8 Archetypes of Great Characters

Great characters don’t exist only to entertain—they have a point.

What makes your favorite character so great?

You might list attributes, or favorite lines, or endearing scenes. You probably identify strongly with him.

And these answers would all be right, if incomplete. Because you don’t love your favorite character for his attributes only; you love him for his role in the story, too. His role and symbolism are equally meaningful things that make him dear to you and your own life story.

In his excellent book The Writer’s Journey, Christopher Vogler describes the eight archetypes, or functions, of characters in a story. He shows you that characters aren’t there for wit alone, but actually advance stories and symbolize realities. They are, as Vogler says, the “infinitely flexible language of character.” They tell us a lot about the hero, the story, and even about ourselves.

Here are the eight most common character archetypes. Characters often contain a few of these archetypes at once, and the great stories usually have all or several of them:


You know this one: the Hero is the character whose desires drive the story forward. He must accept the call to adventure and become separated from the life he was familiar with in order to face an ordeal. Of all the characters, he learns and changes the most.

His whole purpose is to give us a “window” into a particular narrative. We identify with him because each of us is the hero in our own story.


This is the character who teaches the hero or gives him special gifts that will help him at key moments as the story unfolds. The Mentor often serves as the hero’s conscience (think of the ghost of Hamlet’s father) and even as a healer.

In the good stories, Mentors never give their wisdom or gifts away—the hero earns it through some brave or admirable action. Mentors symbolize the nobler, wiser, and even divine aspects of our souls.
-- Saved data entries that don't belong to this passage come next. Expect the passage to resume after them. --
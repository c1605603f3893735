//! Derived metrics over full collection snapshots.
//!
//! Nothing is cached: every call rescans the collections it needs. The
//! reductions are plain functions over slices so they can be tested without
//! a store. Percentages and money leave this module as fixed-decimal strings.

use std::collections::BTreeMap;

use chrono::NaiveDate;
use rust_decimal::{Decimal, RoundingStrategy};
use serde::Serialize;

use super::Repository;
use crate::{
    database::Database,
    error::AppResult,
    models::{FinishedProduct, Process, QualityCheck, RawMaterial, WipBatch},
};

pub const LOW_STOCK_PREVIEW: usize = 5;
pub const QUALITY_WINDOW: usize = 100;
pub const TOP_MATERIALS: usize = 5;
pub const UNKNOWN_STAGE: &str = "Unknown";

#[derive(Debug, Clone, Copy, Default, PartialEq, Eq)]
pub struct CollectionCounts {
    pub raw_materials: u64,
    pub processes: u64,
    pub wip: u64,
    pub finished_products: u64,
    pub quality_checks: u64,
}

#[derive(Debug, Serialize)]
#[serde(rename_all = "camelCase")]
pub struct DashboardSummary {
    pub raw_materials_count: u64,
    pub processes_count: u64,
    pub wip_count: u64,
    pub finished_products_count: u64,
    pub quality_checks_count: u64,
    pub low_stock_count: usize,
    pub low_stock_materials: Vec<RawMaterial>,
    pub quality_issues_count: usize,
    pub quality_pass_rate: String,
}

#[derive(Debug, Serialize)]
#[serde(rename_all = "camelCase")]
pub struct ProductionSummary {
    pub active_production: usize,
    pub completed_today: usize,
    pub average_progress: String,
    pub wip_by_stage: BTreeMap<String, usize>,
}

#[derive(Debug, Serialize, PartialEq, Eq)]
pub struct MaterialValue {
    pub name: String,
    pub value: String,
}

#[derive(Debug, Serialize)]
#[serde(rename_all = "camelCase")]
pub struct InventorySummary {
    pub total_raw_material_value: String,
    pub total_finished_products: i64,
    pub raw_material_types: usize,
    pub finished_product_types: usize,
    pub top_materials: Vec<MaterialValue>,
}

fn money(value: Decimal) -> String {
    let mut rounded = value.round_dp_with_strategy(2, RoundingStrategy::MidpointAwayFromZero);
    rounded.rescale(2);
    rounded.to_string()
}

/// Quality figures over the most recent inspections.
///
/// Returns `(pass_rate, failed)`. With no inspections at all the pass rate is
/// reported as 100.
pub fn quality_window(mut checks: Vec<QualityCheck>) -> (String, usize) {
    checks.sort_by(|a, b| b.inspection_date.cmp(&a.inspection_date));
    checks.truncate(QUALITY_WINDOW);

    if checks.is_empty() {
        return ("100.0".to_string(), 0);
    }

    let passed = checks.iter().filter(|c| c.passed()).count();
    let failed = checks.iter().filter(|c| c.failed()).count();
    let rate = passed as f64 / checks.len() as f64 * 100.0;
    (format!("{:.1}", rate), failed)
}

pub fn summarize_dashboard(
    counts: CollectionCounts,
    materials: Vec<RawMaterial>,
    checks: Vec<QualityCheck>,
) -> DashboardSummary {
    let mut low_stock: Vec<RawMaterial> = materials.into_iter().filter(|m| m.is_low_stock()).collect();
    let low_stock_count = low_stock.len();
    low_stock.truncate(LOW_STOCK_PREVIEW);

    let (quality_pass_rate, quality_issues_count) = quality_window(checks);

    DashboardSummary {
        raw_materials_count: counts.raw_materials,
        processes_count: counts.processes,
        wip_count: counts.wip,
        finished_products_count: counts.finished_products,
        quality_checks_count: counts.quality_checks,
        low_stock_count,
        low_stock_materials: low_stock,
        quality_issues_count,
        quality_pass_rate,
    }
}

pub fn stage_histogram(batches: &[WipBatch]) -> BTreeMap<String, usize> {
    let mut histogram = BTreeMap::new();
    for batch in batches {
        let stage = batch
            .current_stage
            .as_deref()
            .map(str::trim)
            .filter(|s| !s.is_empty())
            .unwrap_or(UNKNOWN_STAGE);
        *histogram.entry(stage.to_string()).or_insert(0) += 1;
    }
    histogram
}

pub fn average_progress(batches: &[WipBatch]) -> String {
    if batches.is_empty() {
        return "0.0".to_string();
    }
    let total: f64 = batches.iter().map(|b| b.progress as f64).sum();
    format!("{:.1}", total / batches.len() as f64)
}

pub fn summarize_production(
    batches: &[WipBatch],
    products: &[FinishedProduct],
    today: NaiveDate,
) -> ProductionSummary {
    let completed_today = products
        .iter()
        .filter(|p| p.manufacturing_day() == Some(today))
        .count();

    ProductionSummary {
        active_production: batches.len(),
        completed_today,
        average_progress: average_progress(batches),
        wip_by_stage: stage_histogram(batches),
    }
}

/// Materials ordered by on-hand value, highest first. Ties keep store order.
pub fn top_materials(materials: &[RawMaterial], limit: usize) -> Vec<MaterialValue> {
    let mut ranked: Vec<(&RawMaterial, Decimal)> =
        materials.iter().map(|m| (m, m.stock_value())).collect();
    ranked.sort_by(|a, b| b.1.cmp(&a.1));
    ranked
        .into_iter()
        .take(limit)
        .map(|(m, value)| MaterialValue {
            name: m.name.clone(),
            value: money(value),
        })
        .collect()
}

pub fn summarize_inventory(materials: &[RawMaterial], products: &[FinishedProduct]) -> InventorySummary {
    let total_value = materials
        .iter()
        .fold(Decimal::ZERO, |acc, m| acc.saturating_add(m.stock_value()));
    let total_units = products
        .iter()
        .fold(0i64, |acc, p| acc.saturating_add(p.quantity));

    InventorySummary {
        total_raw_material_value: money(total_value),
        total_finished_products: total_units,
        raw_material_types: materials.len(),
        finished_product_types: products.len(),
        top_materials: top_materials(materials, TOP_MATERIALS),
    }
}

/// Store-backed front for the three summaries.
#[derive(Clone)]
pub struct Analytics {
    materials: Repository<RawMaterial>,
    processes: Repository<Process>,
    wip: Repository<WipBatch>,
    products: Repository<FinishedProduct>,
    checks: Repository<QualityCheck>,
}

impl Analytics {
    pub fn new(db: Database) -> Self {
        Self {
            materials: Repository::new(db.clone()),
            processes: Repository::new(db.clone()),
            wip: Repository::new(db.clone()),
            products: Repository::new(db.clone()),
            checks: Repository::new(db),
        }
    }

    async fn counts(&self) -> AppResult<CollectionCounts> {
        let (raw_materials, processes, wip, finished_products, quality_checks) = tokio::try_join!(
            self.materials.count(),
            self.processes.count(),
            self.wip.count(),
            self.products.count(),
            self.checks.count()
        )?;
        Ok(CollectionCounts {
            raw_materials,
            processes,
            wip,
            finished_products,
            quality_checks,
        })
    }

    pub async fn dashboard(&self) -> AppResult<DashboardSummary> {
        let (counts, materials, checks) =
            tokio::try_join!(self.counts(), self.materials.list(), self.checks.list())?;
        Ok(summarize_dashboard(counts, materials, checks))
    }

    pub async fn production(&self, today: NaiveDate) -> AppResult<ProductionSummary> {
        let (batches, products) = tokio::try_join!(self.wip.list(), self.products.list())?;
        Ok(summarize_production(&batches, &products, today))
    }

    pub async fn inventory(&self) -> AppResult<InventorySummary> {
        let (materials, products) = tokio::try_join!(self.materials.list(), self.products.list())?;
        Ok(summarize_inventory(&materials, &products))
    }
}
Whenever we commit to change or adventure, we immediately encounter resistance. This is the function of the Threshold Guardians: testing. While not being the Villain, Threshold Guardians often have a symbiotic relationship with him. They provide warning for when the hero has crossed boundaries and moved from his former life into a new phase or special world.

Threshold Guardians symbolize our neuroses, fears, and wounds. It’s up to the hero to outwit or overcome his guardians, or to become them for a brief time in order to surmount the first obstacles and continue his journey.


Act One usually contains some initiating action that challenges the hero and calls him to adventure. In Shakespeare’s Henry V, it comes in the form of French ambassadors and a mocking “gift” of tennis balls, provoking the king and motivating him to fight.

Until the Herald arrives, the hero has coped his way through life; now he must commit to growth and change. The Herald tells both the hero and the audience that things are about to get real. Change is coming.

Heralds can come in all shapes and sizes; they need not be a character only. They might be an event.


The idea that you should get in touch with your “masculine” or “feminine” side actually has old roots in storytelling. The Shapeshifter archetype symbolizes the opposite sex aspects of the hero that he must learn and appreciate in order to grow. Think of Henry V when, after killing other men in the rain and mud at Agincourt, he must win the heart of Catherine through gentleness.

The Shapeshifter introduces doubt into the story through characters who aren’t what they seem, or who change constantly. But, if the hero is patient, “the truth will out.”


The Shadow archetype is often a villain, but not always. It can also exist within characters as the negative or even positive aspects of something that have been repressed or ignored. Villains express the energies which oppose the hero’s desires and aspirations, though sometimes Allies (we’ll get to them in a moment) can do this as well by playing the role of a rival after the same good.

However the Shadow manifests itself, its sole purpose is to challenge the hero—and to flare up his deepest trauma and guilt in the process. In Much Ado About Nothing, the villain Don John not only tries to destroy Hero’s and Claudio’s relationship, but strikes at the softest part of any relationship: trust.


Allies have many functions in a story. They fulfill mundane tasks and carry messages, but their most important function is playing a foil to the hero. Characters like Falstaff or Lear’s Fool are funny, but they also draw out the human and emotional qualities of the hero. They reveal his dimensions and challenge him to be reflective and balanced.

Allies can also ask questions on behalf of the audience to reveal important information about the world in the story.


The Trickster’s most obvious role is comic relief. He’s the unpredictable wild card, the loose cannon, the prankster. He’s also the one who humbles the proud and brings perspective into drama’s emotions and angst. He symbolizes change and the futility of the status quo. The gravedigger in Hamlet is an obvious example. Although his knavery nearly earns him a beating, he catalyzes the moment of perspective: Hamlet’s encounter with death through the skull of an old friend.

Once you understand the functions and symbolism of characters, going to the theatre or reading plays is much more interesting. It gives you an insider’s understanding on how and why good stories work, and what sets the great plays apart from the bad ones.

“Every good story,” Vogler writes, “reflects the total human story, the universal human condition of being born into this world, growing, learning, struggling to become an individual, and dying.” Within these archetypes you’ll see other people, and you’ll recognize aspects of yourself. You contain, as Whitman says, “multitudes.”

And once you start experiencing the stage and its stories accordingly, it will never be the same again.